■ **Problem requirements**: Write only the number of lines in the entries below that contain the string "impl".

■ **Input records**:
BEGIN
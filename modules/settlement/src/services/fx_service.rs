//! Exchange-rate lookups
//!
//! Lookup order for `(from, to, date)`:
//! 1. identical currencies resolve to 1
//! 2. cached result (24h TTL)
//! 3. the provider, retried with backoff on transient failures
//! 4. the provider for the prior day
//! 5. the most recent manually recorded rate on or before the date
//!
//! When every step comes up empty the lookup fails with
//! [`FxError::MissingRate`]. A missing rate is never defaulted to 1.

use async_trait::async_trait;
use chrono::{Duration as ChronoDuration, NaiveDate};
use moka::future::Cache;
use reqwest::Client;
use rust_decimal::Decimal;
use serde::Deserialize;
use std::collections::HashMap;
use std::sync::Arc;
use std::time::Duration;

use crate::error::ErrorCategory;
use crate::ledger::{LedgerError, LedgerResult};
use crate::retry::{retry_when, RetryConfig};

#[derive(Debug, thiserror::Error)]
pub enum FxError {
    #[error("FX provider unavailable: {0}")]
    Unavailable(String),

    #[error("FX provider returned an invalid response: {0}")]
    InvalidResponse(String),

    #[error("No exchange rate for {from}->{to} on {date}; record a manual rate")]
    MissingRate { from: String, to: String, date: NaiveDate },

    #[error("Manual rate lookup failed: {0}")]
    Ledger(#[from] LedgerError),
}

impl FxError {
    pub fn is_transient(&self) -> bool {
        matches!(self, FxError::Unavailable(_))
    }

    pub fn category(&self) -> ErrorCategory {
        match self {
            FxError::Unavailable(_) => ErrorCategory::Transient,
            FxError::InvalidResponse(_) => ErrorCategory::DataQuality,
            FxError::MissingRate { .. } => ErrorCategory::BusinessRule,
            FxError::Ledger(e) => e.category(),
        }
    }
}

pub type FxResult<T> = Result<T, FxError>;

/// Remote exchange-rate source
#[async_trait]
pub trait RateProvider: Send + Sync {
    /// Rate converting one unit of `from` into `to` on `date`; `None` when
    /// the provider has no rate for that day
    async fn fetch_rate(&self, from: &str, to: &str, date: NaiveDate) -> FxResult<Option<Decimal>>;
}

/// Operator-maintained exchange rates
#[async_trait]
pub trait ManualRateBook: Send + Sync {
    async fn latest_manual_rate(&self, from: &str, to: &str, on_or_before: NaiveDate) -> LedgerResult<Option<Decimal>>;
}

#[derive(Debug, Deserialize)]
struct RatesResponse {
    #[serde(default)]
    rates: HashMap<String, Decimal>,
}

/// Rate provider speaking the Frankfurter-style `/{date}?from=&to=` API
pub struct HttpRateProvider {
    base_url: String,
    client: Client,
}

impl HttpRateProvider {
    pub fn new(base_url: impl Into<String>) -> Self {
        let client = Client::builder()
            .timeout(Duration::from_secs(15))
            .build()
            .unwrap_or_else(|_| Client::new());
        Self::with_client(base_url, client)
    }

    pub fn with_client(base_url: impl Into<String>, client: Client) -> Self {
        Self {
            base_url: base_url.into().trim_end_matches('/').to_string(),
            client,
        }
    }
}

#[async_trait]
impl RateProvider for HttpRateProvider {
    async fn fetch_rate(&self, from: &str, to: &str, date: NaiveDate) -> FxResult<Option<Decimal>> {
        let url = format!("{}/{}", self.base_url, date.format("%Y-%m-%d"));
        let response = self
            .client
            .get(&url)
            .query(&[("from", from), ("to", to)])
            .send()
            .await
            .map_err(|e| FxError::Unavailable(e.to_string()))?;

        let status = response.status();
        if status.as_u16() == 404 || status.as_u16() == 422 {
            return Ok(None);
        }
        if status.is_server_error() || status.as_u16() == 429 {
            return Err(FxError::Unavailable(format!("HTTP {}", status.as_u16())));
        }
        if !status.is_success() {
            return Err(FxError::InvalidResponse(format!("HTTP {}", status.as_u16())));
        }

        let body: RatesResponse = response
            .json()
            .await
            .map_err(|e| FxError::InvalidResponse(e.to_string()))?;
        Ok(body
            .rates
            .get(&to.to_uppercase())
            .copied()
            .filter(|rate| *rate > Decimal::ZERO))
    }
}

/// Cached rate lookups with the prior-day and manual fallbacks
pub struct FxService {
    provider: Arc<dyn RateProvider>,
    manual: Arc<dyn ManualRateBook>,
    cache: Cache<(String, String, NaiveDate), Decimal>,
    retry: RetryConfig,
}

impl FxService {
    pub fn new(provider: Arc<dyn RateProvider>, manual: Arc<dyn ManualRateBook>) -> Self {
        Self {
            provider,
            manual,
            cache: Cache::builder()
                .max_capacity(10_000)
                .time_to_live(Duration::from_secs(24 * 60 * 60))
                .build(),
            retry: RetryConfig::fx_lookup(),
        }
    }

    pub fn with_retry(mut self, retry: RetryConfig) -> Self {
        self.retry = retry;
        self
    }

    pub async fn get_rate(&self, from: &str, to: &str, date: NaiveDate) -> FxResult<Decimal> {
        let from = from.trim().to_uppercase();
        let to = to.trim().to_uppercase();
        if from == to {
            return Ok(Decimal::ONE);
        }

        let key = (from.clone(), to.clone(), date);
        if let Some(rate) = self.cache.get(&key).await {
            return Ok(rate);
        }

        let rate = self.resolve(&from, &to, date).await?;
        self.cache.insert(key, rate).await;
        Ok(rate)
    }

    async fn resolve(&self, from: &str, to: &str, date: NaiveDate) -> FxResult<Decimal> {
        match self.lookup(from, to, date).await {
            Ok(Some(rate)) => return Ok(rate),
            Ok(None) => {}
            Err(e) => tracing::warn!(from, to, %date, error = %e, "FX lookup failed, trying prior day"),
        }

        if let Some(prior) = date.checked_sub_signed(ChronoDuration::days(1)) {
            match self.lookup(from, to, prior).await {
                Ok(Some(rate)) => {
                    tracing::info!(from, to, %date, "Using prior-day exchange rate");
                    return Ok(rate);
                }
                Ok(None) => {}
                Err(e) => tracing::warn!(from, to, date = %prior, error = %e, "Prior-day FX lookup failed"),
            }
        }

        if let Some(rate) = self.manual.latest_manual_rate(from, to, date).await? {
            tracing::info!(from, to, %date, %rate, "Using manually recorded exchange rate");
            return Ok(rate);
        }

        tracing::error!(
            from,
            to,
            %date,
            category = %ErrorCategory::BusinessRule,
            "No exchange rate available"
        );
        Err(FxError::MissingRate {
            from: from.to_string(),
            to: to.to_string(),
            date,
        })
    }

    async fn lookup(&self, from: &str, to: &str, date: NaiveDate) -> FxResult<Option<Decimal>> {
        let context = format!("fx {}->{} {}", from, to, date);
        retry_when(
            || self.provider.fetch_rate(from, to, date),
            FxError::is_transient,
            &self.retry,
            &context,
        )
        .await
    }
}

#[cfg(test)]
mod tests {
    use super::*;
    use httpmock::prelude::*;
    use rust_decimal_macros::dec;
    use std::sync::atomic::{AtomicU32, Ordering};
    use std::sync::Mutex;

    fn date(d: u32) -> NaiveDate {
        NaiveDate::from_ymd_opt(2025, 3, d).unwrap()
    }

    /// Serves rates from a table and counts calls
    struct TableProvider {
        rates: HashMap<NaiveDate, Decimal>,
        fail_with_outage: bool,
        calls: AtomicU32,
    }

    impl TableProvider {
        fn new(rates: &[(NaiveDate, Decimal)]) -> Self {
            Self {
                rates: rates.iter().copied().collect(),
                fail_with_outage: false,
                calls: AtomicU32::new(0),
            }
        }
    }

    #[async_trait]
    impl RateProvider for TableProvider {
        async fn fetch_rate(&self, _: &str, _: &str, date: NaiveDate) -> FxResult<Option<Decimal>> {
            self.calls.fetch_add(1, Ordering::SeqCst);
            if self.fail_with_outage {
                return Err(FxError::Unavailable("down".into()));
            }
            Ok(self.rates.get(&date).copied())
        }
    }

    #[derive(Default)]
    struct Book(Mutex<Vec<(NaiveDate, Decimal)>>);

    #[async_trait]
    impl ManualRateBook for Book {
        async fn latest_manual_rate(&self, _: &str, _: &str, on_or_before: NaiveDate) -> LedgerResult<Option<Decimal>> {
            let rates = self.0.lock().unwrap();
            Ok(rates
                .iter()
                .filter(|(d, _)| *d <= on_or_before)
                .max_by_key(|(d, _)| *d)
                .map(|(_, r)| *r))
        }
    }

    fn fast() -> RetryConfig {
        RetryConfig {
            max_attempts: 3,
            initial_backoff: Duration::from_millis(1),
            max_backoff: Duration::from_millis(2),
            backoff_factor: 2.0,
        }
    }

    #[tokio::test]
    async fn same_currency_is_one_without_lookup() {
        let provider = Arc::new(TableProvider::new(&[]));
        let fx = FxService::new(provider.clone(), Arc::new(Book::default()));
        assert_eq!(fx.get_rate("usd", "USD", date(1)).await.unwrap(), Decimal::ONE);
        assert_eq!(provider.calls.load(Ordering::SeqCst), 0);
    }

    #[tokio::test]
    async fn caches_successful_lookups() {
        let provider = Arc::new(TableProvider::new(&[(date(10), dec!(0.73))]));
        let fx = FxService::new(provider.clone(), Arc::new(Book::default()));

        assert_eq!(fx.get_rate("CAD", "USD", date(10)).await.unwrap(), dec!(0.73));
        assert_eq!(fx.get_rate("CAD", "USD", date(10)).await.unwrap(), dec!(0.73));
        assert_eq!(provider.calls.load(Ordering::SeqCst), 1);
    }

    #[tokio::test]
    async fn falls_back_to_prior_day() {
        let provider = Arc::new(TableProvider::new(&[(date(9), dec!(0.71))]));
        let fx = FxService::new(provider, Arc::new(Book::default()));
        assert_eq!(fx.get_rate("CAD", "USD", date(10)).await.unwrap(), dec!(0.71));
    }

    #[tokio::test]
    async fn falls_back_to_manual_rate_during_outage() {
        let mut provider = TableProvider::new(&[]);
        provider.fail_with_outage = true;
        let provider = Arc::new(provider);
        let book = Arc::new(Book::default());
        book.0.lock().unwrap().push((date(2), dec!(0.70)));

        let fx = FxService::new(provider.clone(), book).with_retry(fast());
        assert_eq!(fx.get_rate("CAD", "USD", date(10)).await.unwrap(), dec!(0.70));
        // three attempts for the day, three for the prior day
        assert_eq!(provider.calls.load(Ordering::SeqCst), 6);
    }

    #[tokio::test]
    async fn missing_rate_fails_loudly() {
        let fx = FxService::new(Arc::new(TableProvider::new(&[])), Arc::new(Book::default()));
        let err = fx.get_rate("MXN", "USD", date(10)).await.unwrap_err();
        assert!(matches!(err, FxError::MissingRate { .. }));
        assert_eq!(err.category(), ErrorCategory::BusinessRule);
    }

    #[tokio::test]
    async fn http_provider_reads_rate() {
        let server = MockServer::start_async().await;
        let mock = server
            .mock_async(|when, then| {
                when.method(GET)
                    .path("/2025-03-10")
                    .query_param("from", "CAD")
                    .query_param("to", "USD");
                then.status(200)
                    .header("content-type", "application/json")
                    .body(r#"{"amount":1.0,"base":"CAD","date":"2025-03-10","rates":{"USD":0.6942}}"#);
            })
            .await;

        let provider = HttpRateProvider::new(server.base_url());
        let rate = provider.fetch_rate("CAD", "USD", date(10)).await.unwrap();
        assert_eq!(rate, Some(dec!(0.6942)));
        mock.assert_async().await;
    }

    #[tokio::test]
    async fn http_provider_maps_server_errors_to_unavailable() {
        let server = MockServer::start_async().await;
        server
            .mock_async(|when, then| {
                when.method(GET).path("/2025-03-10");
                then.status(503);
            })
            .await;

        let provider = HttpRateProvider::new(server.base_url());
        let err = provider.fetch_rate("CAD", "USD", date(10)).await.unwrap_err();
        assert!(err.is_transient());
    }

    #[tokio::test]
    async fn http_provider_treats_not_found_as_no_rate() {
        let server = MockServer::start_async().await;
        server
            .mock_async(|when, then| {
                when.method(GET).path("/2025-03-10");
                then.status(404);
            })
            .await;

        let provider = HttpRateProvider::new(server.base_url());
        assert_eq!(provider.fetch_rate("CAD", "USD", date(10)).await.unwrap(), None);
    }
}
END
■ **Task result**: 9